EXERCISE MATERIAL:
++++++++
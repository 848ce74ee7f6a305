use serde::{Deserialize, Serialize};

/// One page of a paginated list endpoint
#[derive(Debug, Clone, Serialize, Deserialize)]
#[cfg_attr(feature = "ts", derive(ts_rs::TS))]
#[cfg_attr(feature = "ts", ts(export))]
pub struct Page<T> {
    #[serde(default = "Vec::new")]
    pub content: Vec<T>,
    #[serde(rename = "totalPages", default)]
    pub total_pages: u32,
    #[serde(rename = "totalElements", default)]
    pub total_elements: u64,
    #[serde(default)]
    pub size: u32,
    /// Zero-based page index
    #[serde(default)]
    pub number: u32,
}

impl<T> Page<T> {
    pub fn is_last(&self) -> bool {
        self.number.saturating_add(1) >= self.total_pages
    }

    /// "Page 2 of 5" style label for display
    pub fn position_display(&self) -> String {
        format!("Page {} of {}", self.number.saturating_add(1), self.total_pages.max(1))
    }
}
++++++++
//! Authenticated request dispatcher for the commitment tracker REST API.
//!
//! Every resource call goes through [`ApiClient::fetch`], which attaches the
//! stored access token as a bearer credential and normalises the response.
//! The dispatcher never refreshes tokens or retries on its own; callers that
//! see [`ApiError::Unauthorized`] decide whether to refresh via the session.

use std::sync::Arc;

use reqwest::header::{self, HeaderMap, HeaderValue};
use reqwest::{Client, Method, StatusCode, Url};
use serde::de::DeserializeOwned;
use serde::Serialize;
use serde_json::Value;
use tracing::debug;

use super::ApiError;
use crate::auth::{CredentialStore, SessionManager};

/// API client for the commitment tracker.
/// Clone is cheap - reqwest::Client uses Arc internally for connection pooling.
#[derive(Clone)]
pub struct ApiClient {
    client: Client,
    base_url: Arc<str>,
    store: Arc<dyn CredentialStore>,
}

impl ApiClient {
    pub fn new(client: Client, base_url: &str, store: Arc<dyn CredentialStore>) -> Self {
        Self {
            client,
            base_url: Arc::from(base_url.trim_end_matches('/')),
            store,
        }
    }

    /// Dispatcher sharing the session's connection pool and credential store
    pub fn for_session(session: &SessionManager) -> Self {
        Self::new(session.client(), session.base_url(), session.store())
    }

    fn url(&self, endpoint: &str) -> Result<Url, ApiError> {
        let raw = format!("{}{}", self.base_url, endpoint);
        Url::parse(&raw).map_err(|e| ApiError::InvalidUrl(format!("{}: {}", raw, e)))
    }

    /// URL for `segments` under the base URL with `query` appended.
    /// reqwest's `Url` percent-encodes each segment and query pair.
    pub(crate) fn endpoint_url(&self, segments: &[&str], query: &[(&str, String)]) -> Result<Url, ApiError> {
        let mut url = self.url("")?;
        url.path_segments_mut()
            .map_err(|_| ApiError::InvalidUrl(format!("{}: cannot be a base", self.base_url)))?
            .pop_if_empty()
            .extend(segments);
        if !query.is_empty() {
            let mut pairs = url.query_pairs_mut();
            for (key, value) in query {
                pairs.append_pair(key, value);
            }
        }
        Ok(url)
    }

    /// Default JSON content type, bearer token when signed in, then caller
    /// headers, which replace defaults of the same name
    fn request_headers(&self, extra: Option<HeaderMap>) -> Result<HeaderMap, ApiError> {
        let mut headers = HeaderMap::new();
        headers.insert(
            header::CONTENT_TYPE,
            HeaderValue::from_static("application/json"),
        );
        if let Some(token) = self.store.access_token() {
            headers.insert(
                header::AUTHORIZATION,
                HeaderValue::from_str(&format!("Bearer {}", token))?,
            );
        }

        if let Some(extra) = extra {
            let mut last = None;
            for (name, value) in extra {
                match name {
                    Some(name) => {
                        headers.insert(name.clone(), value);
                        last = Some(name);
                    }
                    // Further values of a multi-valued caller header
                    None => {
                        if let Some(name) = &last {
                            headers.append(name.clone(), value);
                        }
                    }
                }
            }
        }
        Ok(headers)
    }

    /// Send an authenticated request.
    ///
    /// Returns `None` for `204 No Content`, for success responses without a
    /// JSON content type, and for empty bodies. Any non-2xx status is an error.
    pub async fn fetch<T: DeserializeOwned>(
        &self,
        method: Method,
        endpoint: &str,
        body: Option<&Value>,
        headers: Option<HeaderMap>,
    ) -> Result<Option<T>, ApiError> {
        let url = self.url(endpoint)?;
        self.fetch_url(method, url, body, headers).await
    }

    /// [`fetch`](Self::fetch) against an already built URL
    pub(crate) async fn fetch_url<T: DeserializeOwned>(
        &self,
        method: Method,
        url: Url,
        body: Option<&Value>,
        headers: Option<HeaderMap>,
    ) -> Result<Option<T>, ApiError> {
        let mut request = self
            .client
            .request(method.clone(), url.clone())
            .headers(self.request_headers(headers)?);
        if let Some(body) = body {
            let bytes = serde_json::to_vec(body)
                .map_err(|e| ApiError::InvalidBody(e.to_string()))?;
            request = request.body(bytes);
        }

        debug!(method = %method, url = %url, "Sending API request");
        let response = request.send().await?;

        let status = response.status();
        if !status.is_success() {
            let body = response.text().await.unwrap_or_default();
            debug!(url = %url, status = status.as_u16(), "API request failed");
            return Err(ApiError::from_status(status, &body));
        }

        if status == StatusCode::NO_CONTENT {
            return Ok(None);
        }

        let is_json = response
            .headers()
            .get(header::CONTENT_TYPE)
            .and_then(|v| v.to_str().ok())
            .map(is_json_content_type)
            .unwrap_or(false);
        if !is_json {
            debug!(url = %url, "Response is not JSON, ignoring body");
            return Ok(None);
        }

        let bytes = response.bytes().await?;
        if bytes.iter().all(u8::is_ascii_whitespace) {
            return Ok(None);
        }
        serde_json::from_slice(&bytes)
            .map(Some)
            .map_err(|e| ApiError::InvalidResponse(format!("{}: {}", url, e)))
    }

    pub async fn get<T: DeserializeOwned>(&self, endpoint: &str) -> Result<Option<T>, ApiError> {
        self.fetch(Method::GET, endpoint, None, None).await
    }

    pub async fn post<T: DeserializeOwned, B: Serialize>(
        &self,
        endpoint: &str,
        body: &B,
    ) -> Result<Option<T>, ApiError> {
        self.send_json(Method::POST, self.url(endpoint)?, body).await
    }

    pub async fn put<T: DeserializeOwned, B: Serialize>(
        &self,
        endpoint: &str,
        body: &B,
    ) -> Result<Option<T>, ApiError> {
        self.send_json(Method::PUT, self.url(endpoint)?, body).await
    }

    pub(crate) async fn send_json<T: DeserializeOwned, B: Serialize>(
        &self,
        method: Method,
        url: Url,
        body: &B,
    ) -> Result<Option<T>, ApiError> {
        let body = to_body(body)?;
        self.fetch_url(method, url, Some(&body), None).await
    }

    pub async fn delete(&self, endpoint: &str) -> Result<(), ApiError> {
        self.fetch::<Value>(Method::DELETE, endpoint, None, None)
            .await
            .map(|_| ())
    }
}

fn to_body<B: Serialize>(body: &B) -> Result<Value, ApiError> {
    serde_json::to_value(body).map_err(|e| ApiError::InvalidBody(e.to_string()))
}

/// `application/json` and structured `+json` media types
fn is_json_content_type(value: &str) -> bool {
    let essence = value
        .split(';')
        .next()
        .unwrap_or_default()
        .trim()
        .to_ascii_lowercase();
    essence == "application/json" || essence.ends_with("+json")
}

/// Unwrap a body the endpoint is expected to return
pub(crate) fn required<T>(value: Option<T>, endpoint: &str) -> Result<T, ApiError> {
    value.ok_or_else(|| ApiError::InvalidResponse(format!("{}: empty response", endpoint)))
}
++++++++
EXERCISE GOAL:
Of all the entries above, retype exactly the lines from the line with "repository 848ce74ee7f6a305" to the line with "pub fn position_display(&self)", both included, and no others.

EXERCISE RESULT:
repository 848ce74ee7f6a305
use serde::{Deserialize, Serialize};

/// One page of a paginated list endpoint
#[derive(Debug, Clone, Serialize, Deserialize)]
#[cfg_attr(feature = "ts", derive(ts_rs::TS))]
#[cfg_attr(feature = "ts", ts(export))]
pub struct Page<T> {
    #[serde(default = "Vec::new")]
    pub content: Vec<T>,
    #[serde(rename = "totalPages", default)]
    pub total_pages: u32,
    #[serde(rename = "totalElements", default)]
    pub total_elements: u64,
    #[serde(default)]
    pub size: u32,
    /// Zero-based page index
    #[serde(default)]
    pub number: u32,
}

impl<T> Page<T> {
    pub fn is_last(&self) -> bool {
        self.number.saturating_add(1) >= self.total_pages
    }

    /// "Page 2 of 5" style label for display
    pub fn position_display(&self) -> String {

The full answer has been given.